Man files plea for DNA test of child to establish wife’s infidelity, Kerala High Court allows in light of "strong prima facie" evidence
The Kerala High Court recently allowed a petition for the DNA test of a child born during the subsistence of man’s marriage to establish his allegations of infidelity against his wife in the divorce proceedings initiated by him.
The core question before the High Court was “whether a direction to undergo Deoxyribonucleic Acid Test (commonly known as DNA Test) can be given in a proceedings for divorce to establish the husband’s assertion of infidelity and adultery on the part of the wife without the child in the party array?”
The Single Bench Justice Kauser Edappagath, answered the same in affirmative holding that, such a direction can be issued only if the person seeking the DNA test has made out a strong prima facie case to support his claims.
“we hold that when the husband seeks dissolution of marriage alleging adultery or infidelity on the part of the wife disputing the paternity of the child born during the subsistence of their marriage, the court can order DNA test to establish his assertion of infidelity or adultery without expressly disturbing the presumption contemplated u/s 112 of the Evidence Act with regard to the legitimacy of the child provided a strong prima facie case is made out for such a course.”
In the present case, the husband had claimed that he was married on May 5, 2006 and the child was born on March 9, 2007, but as he was employed in military service, therefore he had left for Ladakh 22 days after the wedding. He claimed that during those 22 days and thereafter, there was no physical relationship between them due to the non-cooperation of his wife. He had also alleged that his wife was living an adulterous life with her brother-in-law (her sister’s husband).
The man further submitted that since he was suffering from infertility, there was no possibility for him to have a child and in support of his claim he had produced an infertility certificate, which said that he suffered from “oligoasthenoteratospermi” which is a condition that includes low sperm number, low sperm motility and abnormal sperm morphology, the commonest cause of male infertility.
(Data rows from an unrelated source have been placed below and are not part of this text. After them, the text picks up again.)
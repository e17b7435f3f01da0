/// Analytics event records and the upload envelope.
use serde::{Deserialize, Serialize};
use serde_json::{json, Map, Value};

/// Account flavor an action was performed with.
#[derive(Debug, Clone, Copy, PartialEq, Eq, Serialize, Deserialize)]
#[serde(rename_all = "snake_case")]
pub enum AccountType {
    EvmServer,
    EvmSmart,
    Solana,
}

/// Raised when an instrumented method returns a trackable error.
#[derive(Debug, Clone, PartialEq, Serialize, Deserialize)]
pub struct ErrorEventData {
    /// Registered method name, e.g. `create_end_user`.
    pub method: String,
    pub message: String,
    pub stack: Option<String>,
}

/// A usage record for a public operation.
#[derive(Debug, Clone, PartialEq, Serialize, Deserialize)]
pub struct ActionEventData {
    pub action: String,
    pub account_type: Option<AccountType>,
    pub properties: Option<Map<String, Value>>,
}

/// Everything the sink accepts. Serializes with a `name` tag of
/// `"error"` or `"action"`.
#[derive(Debug, Clone, PartialEq, Serialize, Deserialize)]
#[serde(tag = "name", rename_all = "lowercase")]
pub enum EventData {
    Error(ErrorEventData),
    Action(ActionEventData),
}

impl EventData {
    pub fn name(&self) -> &'static str {
        match self {
            EventData::Error(_) => "error",
            EventData::Action(_) => "action",
        }
    }

    pub fn is_error(&self) -> bool {
        matches!(self, EventData::Error(_))
    }

    pub fn as_error(&self) -> Option<&ErrorEventData> {
        match self {
            EventData::Error(data) => Some(data),
            EventData::Action(_) => None,
        }
    }

    pub fn as_action(&self) -> Option<&ActionEventData> {
        match self {
            EventData::Action(data) => Some(data),
            EventData::Error(_) => None,
        }
    }
}

/// Language tag sent with every event.
pub const SDK_LANGUAGE: &str = "rust";

/// Build the JSON body posted to the analytics endpoint.
///
/// `e` carries the one-element event array as a string and `checksum` is the
/// hex MD5 of `e` followed by the decimal millisecond timestamp.
pub fn build_payload(
    event: &EventData,
    identifier: &str,
    client_id: &str,
    timestamp_ms: u64,
) -> Result<Value, serde_json::Error> {
    let mut properties = match serde_json::to_value(event)? {
        Value::Object(map) => map,
        other => {
            let mut map = Map::new();
            map.insert("event".into(), other);
            map
        }
    };
    properties.insert("project_name".into(), json!("cdp-sdk"));
    properties.insert("cdp_sdk_language".into(), json!(SDK_LANGUAGE));
    properties.insert("version".into(), json!(env!("CARGO_PKG_VERSION")));

    let events = json!([{
        "user_id": identifier,
        "event_type": event.name(),
        "platform": "server",
        "timestamp": timestamp_ms,
        "event_properties": properties,
    }]);
    let stringified = serde_json::to_string(&events)?;
    let checksum = checksum(&stringified, timestamp_ms);

    Ok(json!({
        "client": client_id,
        "e": stringified,
        "checksum": checksum,
    }))
}

/// Hex MD5 of the stringified events followed by the upload time.
pub fn checksum(stringified_events: &str, timestamp_ms: u64) -> String {
    use md5::{Digest, Md5};

    let mut hasher = Md5::new();
    hasher.update(stringified_events.as_bytes());
    hasher.update(timestamp_ms.to_string().as_bytes());
    hex::encode(hasher.finalize())
}
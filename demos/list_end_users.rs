/// Page through every end user, newest first.
use cdp_sdk::*;

#[tokio::main]
async fn main() -> Result<(), Box<dyn std::error::Error>> {
    let client = CdpClient::from_env()?;

    let mut page_token: Option<String> = None;
    let mut total = 0;
    loop {
        let page = client
            .end_user()
            .list_end_users(ListEndUsersOptions {
                page_size: Some(20),
                page_token: page_token.take(),
                sort: vec!["createdAt=desc".to_string()],
            })
            .await?;

        for user in &page.end_users {
            let emails: Vec<&str> = user
                .authentication_methods
                .iter()
                .filter_map(|method| match method {
                    AuthenticationMethod::Email { email } => Some(email.as_str()),
                    _ => None,
                })
                .collect();
            println!("{}  {}", user.user_id, emails.join(", "));
        }
        total += page.end_users.len();

        match page.next_page_token {
            Some(token) => page_token = Some(token),
            None => break,
        }
    }

    println!("{total} end users");
    Ok(())
}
The corroboration was done by doctor who gave evidence that there is no possibility for the petitioner (husband) to have the child. The doctor further stated that before issuing the certificate, the semen test of the petitioner was conducted.
“This is a strong prima facie circumstance in support of the case of the petitioner that he is not the biological father of the child,” the high court noted.
It was also noted that when the Family Court at Nedumangad passed an order for the DNA test on the husband’s request, during the wife’s plea seeking maintenance for the child, she had failed to comply with the direction.
“This is yet another strong prima facie circumstance,” the high court said.
The Court further added that, “For all these reasons, we are of the view that the petitioner has made out a strong prima facie case to order a DNA test. DNA testing is the most authentic and scientifically proven means to establish paternity and thereby, prove the case of infidelity and adultery set up by the petitioner.”
The court also held that in a petition filed by the husband seeking dissolution of marriage alleging adultery or infidelity on the part of the wife, the minor is not a necessary party.
“In such a petition, the court can order a DNA test to establish the husband’s assertion of infidelity and adultery on the part of the wife without the child in the party array if a strong prima facie case is made out,” stated Court.
Therefore, taking into account the factual matrix of the present case, the high court set aside the lower court’s order dismissing the husband’s plea for a DNA test of the child.
Previously, the lower court had not granted the permission to the man for the reason that the child was not a party to the proceedings and when he sought to make the minor a party, the lower court declined stating that the plea as well on the ground that it was barred by time.
To this the HC Bench stated that, there are two tests for determining the question whether a particular party is a necessary party to the proceedings or not:
(1) There must be a right to some relief against such party in respect of the matter involved in the proceedings in question; and
(2) It should not be possible to pass an effective decree in the absence of such a party.
“The DNA test of the petitioner as well as the son of the first respondent shall be conducted at Rajiv Gandhi Centre for Biotechnology, Thiruvananthapuram. The court below in consultation with the Center shall fix the date and time,” noted bench.